Another new hedge fund tactic that Hetty used was “vulture” or reorganization buying, acquiring a distressed company’s guaranteed bonds at a deep discount in expectation of gaining after the company emerges from bankruptcy. Under American bankruptcy law, then and today, when a business goes down, stockholders are wiped out but guaranteed bondholders have a claim against the company’s assets and their approval is required for reorganization.

In 1887, Hetty purchased over $1 million in Houston and Texas Central Railroad shares, a badly operated and rickety operation. As railroad giant Collis Huntington took over the company and sought to intimate bondholders to consider bonds worth even less than their purchase price, he did not foresee dealing with Hetty. She understood that first mortgages on the railroad’s property insured her bonds, and that Huntington lusted after the operation because he wished to join in his own Central Pacific empire.

In the Huntington-Green battle, the proverbial irresistible power encountered the unmovable object. Hetty declined to award her ascent to the railway reorganization for almost another year, leaving Huntington’s acquisition ambitions in limbo, and playing havoc with Central’s asset prices

Pacific, Houston and Texas South, until Huntington served her terms. Huntington wasn’t stopped, but he was definitely diverted, and Hetty made a wonderful profit.

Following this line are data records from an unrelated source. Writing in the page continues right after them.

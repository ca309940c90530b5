pub mod config;
mod http_layers;
pub mod metrics;
#[allow(clippy::module_inception)]
pub mod server;
pub(crate) mod session;
pub mod state;
pub mod websocket;

pub use config::ServerConfig;
pub use http_layers::*;
pub use server::{make_app, run_server};
pub use state::ServerState;
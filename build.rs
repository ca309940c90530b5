use std::process::Command;

fn git(args: &[&str]) -> Option<String> {
    let output = Command::new("git").args(args).output().ok()?;
    if !output.status.success() {
        return None;
    }
    let value = String::from_utf8(output.stdout).ok()?;
    let value = value.trim();
    (!value.is_empty()).then(|| value.to_string())
}

fn main() {
    // Short commit hash, suffixed with -dirty for uncommitted changes
    let build_hash = git(&["describe", "--always", "--dirty", "--abbrev=8"])
        .unwrap_or_else(|| "unknown".to_string());

    println!("cargo:rustc-env=GIT_HASH={}", build_hash);

    println!("cargo:rerun-if-changed=.git/HEAD");
    println!("cargo:rerun-if-changed=.git/index");
}
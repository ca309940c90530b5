//! Bearer tokens handed to chat clients.

use rand::distr::Alphanumeric;
use rand::Rng;
use serde::{Deserialize, Serialize};

use super::UserId;

const TOKEN_LENGTH: usize = 64;

#[derive(Clone, PartialEq, Eq, Hash, Serialize, Deserialize, Debug)]
pub struct AuthTokenValue(pub String);

impl AuthTokenValue {
    pub fn generate() -> AuthTokenValue {
        let random_string: String = rand::rng()
            .sample_iter(&Alphanumeric)
            .take(TOKEN_LENGTH)
            .map(char::from)
            .collect();
        AuthTokenValue(random_string)
    }
}

#[derive(Clone, Serialize, Deserialize, Debug)]
pub struct AuthToken {
    pub user_id: UserId,
    pub value: AuthTokenValue,
    /// Unix seconds.
    pub created: i64,
    pub last_used: Option<i64>,
}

After a long, profitable life, Hetty died on July 3, 1916, along with her son Ned. He inherited the majority of her fortune and forged his own prosperous career as an executive and financial railroad, but he lived in luxury, constructing a palatial residence and loving the best that money could afford.

This article was published in slightly different form on Traders .com. It is
copyrighted by Technical Analysis, Inc., and is used with the permission of the original publisher.